Court Opinion

ID: 8194766
Source: CourtListenerOpinion
Date Created: 2022-09-09 23:17:57.594554+00
Date Added: 2024-06-11T16:40:43.854326
License: Public Domain

The following opinion was filed April 7, 1925:
Eschweiler, J.
The defendant was notified promptly upon the arrival of the two carloads of peas that damages would be claimed. It had ample opportunity to, and did, inspect the entire shipment and knew of the disposition then made. The statement rendered and the complaint as verified in June, 1923, each included damages to the 104 bags shipped *356to defendant’s claim department, and the 198 bags which at the first inspection had been sorted out as beyond question ruined. The prior correspondence and the verified complaint showed that any possible loss to the 775 bags which had been handled and treated at the warehouse and distributed to the farmers for planting in the spring of 1923 was not included in the demand then being made.
Through oversight or mistake on the part of plaintiff, but with no element of bad faith, the possible damage to the 775 bags was not presented to plaintiff’s counsel at the time of the preparation of the complaint nor until shortly before the trial in January, 1924. While the amount as then specified in the complaint might be treated as an admission by plaintiff as to the maximum liability, it was not a conclusive and final one. The plaintiff had but one cause of action for the damage done to this entire shipment and could not have split up the same into two causes of action. In that situation the court was confronted with the alternative of either denying the plaintiff any relief whatsoever for the damage done to the 775 bags because a denial of the motion to amend would have been a denial of a remedy for such damage, or to allow the amendment granting the defendant ample opportunity to ascertain the facts with reference to the enlarged demand before compelling it to proceed to trial and allowing it substantial costs. Defendant had opportunity for six months to ascertain the facts and no showing was made to the court below nor here that it was foreclosed by reason of the lapse of time from any defense that it might have had to plaintiff’s claim or amended claim. Defendant evidently availed itself of the opportunity to ascertain the facts as to the 775 bags of peas and offered testimony on the trial as to the condition of such peas at the time they were delivered to some of the farmers for planting in the spring of 1923.

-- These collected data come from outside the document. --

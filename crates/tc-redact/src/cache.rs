//! Fingerprint-keyed redactor cache.
//!
//! The base redactor is rebuilt only when the policy fingerprint changes.
//! Derived redactors (base policy plus per-event extras) are memoized under
//! `(base fingerprint, extras fingerprint)` and dropped whenever the base
//! changes.

use std::collections::HashMap;
use std::sync::Arc;

use regex::Regex;

use crate::{RedactionConfig, Redactor};

/// Structural identity of a redaction policy.
///
/// Keys are lowercased and sorted, pattern sources are sorted, so two policies
/// declared in a different order share a fingerprint.
#[derive(Debug, Clone, PartialEq, Eq, Hash, Default)]
pub struct Fingerprint {
    keys: Vec<String>,
    patterns: Vec<String>,
    max_depth: Option<usize>,
}

impl Fingerprint {
    pub fn new<'a, I>(keys: I, patterns: &[Regex], max_depth: Option<usize>) -> Self
    where
        I: IntoIterator<Item = &'a String>,
    {
        let mut keys: Vec<String> = keys.into_iter().map(|k| k.to_lowercase()).collect();
        keys.sort();
        keys.dedup();
        // Regex::as_str carries inline flags, so it covers both source and flags.
        let mut patterns: Vec<String> = patterns.iter().map(|p| p.as_str().to_string()).collect();
        patterns.sort();
        Self {
            keys,
            patterns,
            max_depth,
        }
    }

    /// True when no keys or patterns are present.
    pub fn is_empty(&self) -> bool {
        self.keys.is_empty() && self.patterns.is_empty()
    }
}

/// Cache of the base redactor and its derived variants.
#[derive(Default)]
pub struct RedactorCache {
    base: Option<(Fingerprint, Arc<Redactor>)>,
    derived: HashMap<(Fingerprint, Fingerprint), Arc<Redactor>>,
    builds: u64,
}

impl RedactorCache {
    pub fn new() -> Self {
        Self::default()
    }

    /// Redactor for `config`, rebuilt only if its fingerprint changed.
    pub fn base(&mut self, config: &RedactionConfig) -> Arc<Redactor> {
        let fingerprint = config.fingerprint();
        if let Some((current, redactor)) = &self.base {
            if *current == fingerprint {
                return Arc::clone(redactor);
            }
        }
        let redactor = Arc::new(Redactor::new(config.clone()));
        self.builds += 1;
        self.derived.clear();
        self.base = Some((fingerprint, Arc::clone(&redactor)));
        redactor
    }

    /// Redactor for `config` merged with extra keys and patterns.
    ///
    /// With no extras this is the base redactor.
    pub fn derived(
        &mut self,
        config: &RedactionConfig,
        extra_keys: &[String],
        extra_patterns: &[Regex],
    ) -> Arc<Redactor> {
        let base = self.base(config);
        let extras = Fingerprint::new(extra_keys, extra_patterns, None);
        if extras.is_empty() {
            return base;
        }
        let key = (base.fingerprint(), extras);
        if let Some(redactor) = self.derived.get(&key) {
            return Arc::clone(redactor);
        }
        let redactor = Arc::new(Redactor::new(
            base.config().merged(extra_keys, extra_patterns),
        ));
        self.builds += 1;
        self.derived.insert(key, Arc::clone(&redactor));
        redactor
    }

    /// Drop every cached redactor.
    pub fn invalidate(&mut self) {
        self.base = None;
        self.derived.clear();
    }

    /// Number of memoized derived redactors.
    pub fn derived_len(&self) -> usize {
        self.derived.len()
    }

    /// Total redactors built by this cache.
    pub fn builds(&self) -> u64 {
        self.builds
    }
}

#[cfg(test)]
mod tests {
    use super::*;

    #[test]
    fn test_base_reused_while_fingerprint_stable() {
        let mut cache = RedactorCache::new();
        let config = RedactionConfig::empty().with_keys(["secret"]);
        let a = cache.base(&config);
        let b = cache.base(&config.clone());
        assert!(Arc::ptr_eq(&a, &b));
        assert_eq!(cache.builds(), 1);
    }

    #[test]
    fn test_base_rebuilt_on_change() {
        let mut cache = RedactorCache::new();
        let config = RedactionConfig::empty().with_keys(["secret"]);
        let a = cache.base(&config);
        let b = cache.base(&config.clone().with_max_depth(Some(3)));
        assert!(!Arc::ptr_eq(&a, &b));
        assert_eq!(cache.builds(), 2);
    }

    #[test]
    fn test_derived_memoized_and_cleared_on_base_change() {
        let mut cache = RedactorCache::new();
        let config = RedactionConfig::empty();
        let extra = vec!["pin".to_string()];

        let a = cache.derived(&config, &extra, &[]);
        let b = cache.derived(&config, &extra, &[]);
        assert!(Arc::ptr_eq(&a, &b));
        assert_eq!(cache.derived_len(), 1);
        assert!(a.config().is_sensitive_key("pin"));

        cache.base(&config.clone().with_keys(["other"]));
        assert_eq!(cache.derived_len(), 0);
    }

    #[test]
    fn test_derived_without_extras_is_base() {
        let mut cache = RedactorCache::new();
        let config = RedactionConfig::empty();
        let base = cache.base(&config);
        let derived = cache.derived(&config, &[], &[]);
        assert!(Arc::ptr_eq(&base, &derived));
        assert_eq!(cache.derived_len(), 0);
    }

    #[test]
    fn test_invalidate() {
        let mut cache = RedactorCache::new();
        let config = RedactionConfig::empty();
        let a = cache.base(&config);
        cache.invalidate();
        let b = cache.base(&config);
        assert!(!Arc::ptr_eq(&a, &b));
    }
}
//! Telemetry configuration file.
//!
//! A single JSON document configures the event bus, the logger and the event
//! definitions:
//!
//! ```json
//! {
//!   "events": { "samplingDefault": 1.0, "maxPayloadBytes": 8192 },
//!   "logger": { "level": "info", "escalate": true },
//!   "definitions": [ { "name": "payment.captured", "redactKeys": ["card"] } ],
//!   "drainTimeoutMs": 2000
//! }
//! ```
//!
//! Environment overrides (applied by [`TelemetryConfig::with_env_overrides`]):
//! - `TC_LOG_LEVEL`: logger minimum level
//! - `TC_SAMPLING_DEFAULT`: default event sampling probability
//! - `TC_MAX_PAYLOAD_BYTES`: event payload size limit (`none` removes it)

use std::path::Path;
use std::time::Duration;

use serde::Deserialize;

use tc_common::{Level, DEFAULT_DRAIN_TIMEOUT_MS};
use tc_events::{EventDefinition, EventsConfigPatch};
use tc_logger::LoggerConfigPatch;

use crate::ConfigError;

pub const ENV_LOG_LEVEL: &str = "TC_LOG_LEVEL";
pub const ENV_SAMPLING_DEFAULT: &str = "TC_SAMPLING_DEFAULT";
pub const ENV_MAX_PAYLOAD_BYTES: &str = "TC_MAX_PAYLOAD_BYTES";

/// Configuration for [`crate::configure_telemetry`].
#[derive(Debug, Clone, Default, Deserialize)]
#[serde(rename_all = "camelCase", deny_unknown_fields)]
pub struct TelemetryConfig {
    #[serde(default)]
    pub events: EventsConfigPatch,
    #[serde(default)]
    pub logger: LoggerConfigPatch,
    #[serde(default)]
    pub definitions: Vec<EventDefinition>,
    /// Default bound for [`crate::Telemetry::shutdown_default`].
    #[serde(default)]
    pub drain_timeout_ms: Option<u64>,
}

impl TelemetryConfig {
    /// Load a JSON config file.
    pub fn load(path: impl AsRef<Path>) -> Result<Self, ConfigError> {
        let path = path.as_ref();
        let text = std::fs::read_to_string(path).map_err(|source| ConfigError::Io {
            path: path.to_path_buf(),
            source,
        })?;
        serde_json::from_str(&text).map_err(|source| ConfigError::Parse {
            path: path.to_path_buf(),
            source,
        })
    }

    /// Apply overrides from the process environment.
    pub fn with_env_overrides(self) -> Result<Self, ConfigError> {
        self.with_overrides_from(|var| std::env::var(var).ok())
    }

    /// Apply overrides from `lookup`, which maps a variable name to its value.
    pub fn with_overrides_from<F>(mut self, lookup: F) -> Result<Self, ConfigError>
    where
        F: Fn(&str) -> Option<String>,
    {
        if let Some(value) = lookup(ENV_LOG_LEVEL) {
            let level = value
                .parse::<Level>()
                .map_err(|message| invalid(ENV_LOG_LEVEL, &value, message))?;
            self.logger.level = Some(level);
        }

        if let Some(value) = lookup(ENV_SAMPLING_DEFAULT) {
            let probability = value
                .trim()
                .parse::<f64>()
                .map_err(|e| invalid(ENV_SAMPLING_DEFAULT, &value, e.to_string()))?;
            if !probability.is_finite() {
                return Err(invalid(ENV_SAMPLING_DEFAULT, &value, "must be a finite number".into()));
            }
            self.events.sampling_default = Some(probability);
        }

        if let Some(value) = lookup(ENV_MAX_PAYLOAD_BYTES) {
            let limit = match value.trim() {
                "none" | "off" => None,
                raw => Some(
                    raw.parse::<usize>()
                        .map_err(|e| invalid(ENV_MAX_PAYLOAD_BYTES, &value, e.to_string()))?,
                ),
            };
            self.events.max_payload_bytes = Some(limit);
        }

        Ok(self)
    }

    pub fn drain_timeout(&self) -> Duration {
        Duration::from_millis(self.drain_timeout_ms.unwrap_or(DEFAULT_DRAIN_TIMEOUT_MS))
    }
}

fn invalid(var: &str, value: &str, message: String) -> ConfigError {
    ConfigError::InvalidEnv {
        var: var.to_string(),
        value: value.to_string(),
        message,
    }
}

The plaintiff was bound to minimize the loss so far as it reasonably could and no contention can be made that the plaintiff’s efforts to handle, preserve, and use the 775 bags in the spring of 1923 did not constitute a reasonable, proper, and good-faith attempt to so reduce the loss. There was *357therefore no abuse of judicial discretion in granting the amendment.

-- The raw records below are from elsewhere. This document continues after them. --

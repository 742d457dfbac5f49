//! JSON-lines transport.

use std::fs::{File, OpenOptions};
use std::io::{self, Write};
use std::path::Path;
use std::sync::{Mutex, PoisonError};

use serde::Serialize;

use tc_common::{Delivery, Transport};

/// Writes each record as one JSON line.
///
/// Implements [`Transport`] for any serializable record, so one shared
/// instance can be registered on both the event bus and the logger.
pub struct JsonlTransport<W: Write + Send> {
    writer: Mutex<W>,
}

impl<W: Write + Send> JsonlTransport<W> {
    pub fn new(writer: W) -> Self {
        Self {
            writer: Mutex::new(writer),
        }
    }

    pub fn into_inner(self) -> W {
        self.writer.into_inner().unwrap_or_else(PoisonError::into_inner)
    }
}

impl JsonlTransport<File> {
    /// Append to `path`, creating it if needed.
    pub fn append(path: impl AsRef<Path>) -> io::Result<Self> {
        let file = OpenOptions::new().create(true).append(true).open(path)?;
        Ok(Self::new(file))
    }
}

impl<R, W> Transport<R> for JsonlTransport<W>
where
    R: Serialize,
    W: Write + Send,
{
    fn deliver(&self, record: &R) -> Delivery {
        let line = match serde_json::to_string(record) {
            Ok(line) => line,
            Err(err) => return Delivery::failed(err),
        };
        let mut writer = self.writer.lock().unwrap_or_else(PoisonError::into_inner);
        match writeln!(writer, "{}", line).and_then(|_| writer.flush()) {
            Ok(()) => Delivery::Done,
            Err(err) => Delivery::failed(err),
        }
    }
}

Defendant further contends that the court should have granted its motion, after the entry of judgment, to. make the Chicago & Northwestern Railway Company a party defendant and alone subject to execution.

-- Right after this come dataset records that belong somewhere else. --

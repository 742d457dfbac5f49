//! Logger policy and partial updates.

use std::fmt;
use std::sync::Arc;

use regex::Regex;
use serde::{Deserialize, Serialize};

use tc_common::patch::deserialize_some;
use tc_common::{default_random, CorrelationProvider, ErrorHook, Level, SharedRandom};
use tc_redact::{RedactionConfig, RedactionError, RedactionErrorHook};

use crate::LogEntry;

/// Per-level sampling probabilities.
#[derive(Debug, Clone, Copy, PartialEq, Serialize, Deserialize)]
#[serde(default)]
pub struct LevelSampling {
    pub debug: f64,
    pub info: f64,
    pub warn: f64,
    pub error: f64,
}

impl Default for LevelSampling {
    fn default() -> Self {
        Self {
            debug: 1.0,
            info: 1.0,
            warn: 1.0,
            error: 1.0,
        }
    }
}

impl LevelSampling {
    pub fn for_level(&self, level: Level) -> f64 {
        match level {
            Level::Debug => self.debug,
            Level::Info => self.info,
            Level::Warn => self.warn,
            Level::Error => self.error,
        }
    }

    fn apply(&mut self, patch: LevelSamplingPatch) {
        if let Some(p) = patch.debug {
            self.debug = p;
        }
        if let Some(p) = patch.info {
            self.info = p;
        }
        if let Some(p) = patch.warn {
            self.warn = p;
        }
        if let Some(p) = patch.error {
            self.error = p;
        }
    }
}

/// Partial update for [`LevelSampling`].
#[derive(Debug, Clone, Copy, Default, PartialEq, Deserialize)]
#[serde(deny_unknown_fields)]
pub struct LevelSamplingPatch {
    pub debug: Option<f64>,
    pub info: Option<f64>,
    pub warn: Option<f64>,
    pub error: Option<f64>,
}

/// Policy shared by a root logger and all of its children.
#[derive(Clone)]
pub struct LoggerConfig {
    /// Minimum level emitted.
    pub level: Level,
    pub sampling: LevelSampling,
    /// Mirror warn/error entries into the event bus.
    pub escalate: bool,
    /// Extra sensitive keys on top of the built-in set.
    pub redact_keys: Vec<String>,
    pub redact_patterns: Vec<Regex>,
    pub max_depth: Option<usize>,
    pub transport_timeout_ms: u64,
    pub on_transport_error: Option<ErrorHook<LogEntry>>,
    pub on_redaction_error: Option<RedactionErrorHook>,
    pub correlation_provider: Option<Arc<dyn CorrelationProvider>>,
    pub random: SharedRandom,
}

impl Default for LoggerConfig {
    fn default() -> Self {
        Self {
            level: Level::Info,
            sampling: LevelSampling::default(),
            escalate: true,
            redact_keys: Vec::new(),
            redact_patterns: Vec::new(),
            max_depth: None,
            transport_timeout_ms: tc_common::DEFAULT_TRANSPORT_TIMEOUT_MS,
            on_transport_error: None,
            on_redaction_error: None,
            correlation_provider: None,
            random: default_random(),
        }
    }
}

impl LoggerConfig {
    /// Whether `level` passes the minimum-level gate.
    pub fn enabled(&self, level: Level) -> bool {
        level >= self.level
    }

    pub fn redaction_config(&self) -> RedactionConfig {
        let mut config = RedactionConfig::default()
            .with_keys(&self.redact_keys)
            .with_patterns(self.redact_patterns.iter().cloned())
            .with_max_depth(self.max_depth);
        config.on_redaction_error = self.on_redaction_error.clone();
        config
    }

    /// Merge `patch` into this config; returns whether the redaction policy
    /// was touched. A bad pattern leaves the config untouched.
    pub fn apply(&mut self, patch: LoggerConfigPatch) -> Result<bool, RedactionError> {
        let new_patterns = patch
            .add_redact_patterns
            .iter()
            .flatten()
            .map(|s| Regex::new(s).map_err(|e| RedactionError::invalid_pattern(s, &e)))
            .collect::<Result<Vec<_>, _>>()?;

        let mut redaction_changed = false;

        if let Some(level) = patch.level {
            self.level = level;
        }
        if let Some(sampling) = patch.sampling {
            self.sampling.apply(sampling);
        }
        if let Some(escalate) = patch.escalate {
            self.escalate = escalate;
        }
        if let Some(keys) = patch.add_redact_keys {
            redaction_changed |= !keys.is_empty();
            self.redact_keys.extend(keys);
        }
        if !new_patterns.is_empty() {
            redaction_changed = true;
            self.redact_patterns.extend(new_patterns);
        }
        if let Some(depth) = patch.max_depth {
            redaction_changed = true;
            self.max_depth = depth;
        }
        if let Some(ms) = patch.transport_timeout_ms {
            self.transport_timeout_ms = ms;
        }
        if let Some(hook) = patch.on_transport_error {
            self.on_transport_error = Some(hook);
        }
        if let Some(hook) = patch.on_redaction_error {
            redaction_changed = true;
            self.on_redaction_error = Some(hook);
        }
        if let Some(provider) = patch.correlation_provider {
            self.correlation_provider = Some(provider);
        }
        if let Some(random) = patch.random {
            self.random = random;
        }
        Ok(redaction_changed)
    }
}

impl fmt::Debug for LoggerConfig {
    fn fmt(&self, f: &mut fmt::Formatter<'_>) -> fmt::Result {
        f.debug_struct("LoggerConfig")
            .field("level", &self.level)
            .field("sampling", &self.sampling)
            .field("escalate", &self.escalate)
            .field("redact_keys", &self.redact_keys)
            .field("redact_patterns", &self.redact_patterns)
            .field("max_depth", &self.max_depth)
            .field("transport_timeout_ms", &self.transport_timeout_ms)
            .finish_non_exhaustive()
    }
}

/// Partial update for [`LoggerConfig`]. Absent fields are left unchanged.
#[derive(Clone, Default, Deserialize)]
#[serde(rename_all = "camelCase", deny_unknown_fields)]
pub struct LoggerConfigPatch {
    pub level: Option<Level>,
    pub sampling: Option<LevelSamplingPatch>,
    pub escalate: Option<bool>,
    pub add_redact_keys: Option<Vec<String>>,
    pub add_redact_patterns: Option<Vec<String>>,
    /// `Some(None)` (JSON `null`) resets to unlimited.
    #[serde(default, deserialize_with = "deserialize_some")]
    pub max_depth: Option<Option<usize>>,
    pub transport_timeout_ms: Option<u64>,
    #[serde(skip)]
    pub on_transport_error: Option<ErrorHook<LogEntry>>,
    #[serde(skip)]
    pub on_redaction_error: Option<RedactionErrorHook>,
    #[serde(skip)]
    pub correlation_provider: Option<Arc<dyn CorrelationProvider>>,
    #[serde(skip)]
    pub random: Option<SharedRandom>,
}

impl LoggerConfigPatch {
    pub fn new() -> Self {
        Self::default()
    }

    pub fn level(mut self, level: Level) -> Self {
        self.level = Some(level);
        self
    }

    /// Set the sampling probability for one level.
    pub fn sampling(mut self, level: Level, probability: f64) -> Self {
        let sampling = self.sampling.get_or_insert_with(LevelSamplingPatch::default);
        match level {
            Level::Debug => sampling.debug = Some(probability),
            Level::Info => sampling.info = Some(probability),
            Level::Warn => sampling.warn = Some(probability),
            Level::Error => sampling.error = Some(probability),
        }
        self
    }

    pub fn escalate(mut self, escalate: bool) -> Self {
        self.escalate = Some(escalate);
        self
    }

    pub fn add_redact_keys<I, S>(mut self, keys: I) -> Self
    where
        I: IntoIterator<Item = S>,
        S: Into<String>,
    {
        self.add_redact_keys
            .get_or_insert_with(Vec::new)
            .extend(keys.into_iter().map(Into::into));
        self
    }

    pub fn add_redact_patterns<I, S>(mut self, patterns: I) -> Self
    where
        I: IntoIterator<Item = S>,
        S: Into<String>,
    {
        self.add_redact_patterns
            .get_or_insert_with(Vec::new)
            .extend(patterns.into_iter().map(Into::into));
        self
    }

    pub fn max_depth(mut self, depth: Option<usize>) -> Self {
        self.max_depth = Some(depth);
        self
    }

    pub fn transport_timeout_ms(mut self, ms: u64) -> Self {
        self.transport_timeout_ms = Some(ms);
        self
    }

    pub fn on_transport_error<F>(mut self, hook: F) -> Self
    where
        F: Fn(&tc_common::TransportError, &LogEntry, usize) + Send + Sync + 'static,
    {
        self.on_transport_error = Some(Arc::new(hook));
        self
    }

    pub fn on_redaction_error<F>(mut self, hook: F) -> Self
    where
        F: Fn(&RedactionError) + Send + Sync + 'static,
    {
        self.on_redaction_error = Some(Arc::new(hook));
        self
    }

    pub fn correlation_provider<P: CorrelationProvider + 'static>(mut self, provider: P) -> Self {
        self.correlation_provider = Some(Arc::new(provider));
        self
    }

    pub fn random<R: tc_common::RandomSource + 'static>(mut self, random: R) -> Self {
        self.random = Some(Arc::new(random));
        self
    }
}

impl fmt::Debug for LoggerConfigPatch {
    fn fmt(&self, f: &mut fmt::Formatter<'_>) -> fmt::Result {
        f.debug_struct("LoggerConfigPatch")
            .field("level", &self.level)
            .field("sampling", &self.sampling)
            .field("escalate", &self.escalate)
            .field("add_redact_keys", &self.add_redact_keys)
            .field("add_redact_patterns", &self.add_redact_patterns)
            .field("max_depth", &self.max_depth)
            .field("transport_timeout_ms", &self.transport_timeout_ms)
            .finish_non_exhaustive()
    }
}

Under the verdict of the jury as approved by the trial court the entire damage arose by failure of the Chicago & Northwestern Railway Company, the connecting carrier, to make a reasonably prompt delivery after it had received the shipment from the defendant, the initial carrier. The defendant gave prompt notice to the Chicago & Northwestern Railway Company of defendant’s claim that the liability was that of the Northwestern Company rather than of the defendant, and allowed the situation in that regard, at least so far as the plaintiff was concerned, to remain that way until after trial, making no effort from the commencement of the action in June, 1923, and the formal tender of defense in January, 1924, or until December, 1924, to make the Chicago & Northwestern Railway Company a party defendant to the record. No abuse of discretion appears in the trial court’s refusing to delay enforcement of plaintiff’s established right to compensation for its loss while defendant attempts to collect from another carrier. Defendant having assumed by contract under our statute the liability that is attached by present law to an initial carrier, it has ample remedy against any subsequent carrier connected with the shipment and through whose actual negligence the harm is done. Sec. 192.58, Stats.; Fedyater v. C., M. & St. P. R. Co. 178 Wis. 362, 190 N. W. 193.
We find no error in the record.
By the Court. — Judgment and order affirmed.
A motion for a rehearing was denied, with $25 costs, on June 22, 1925.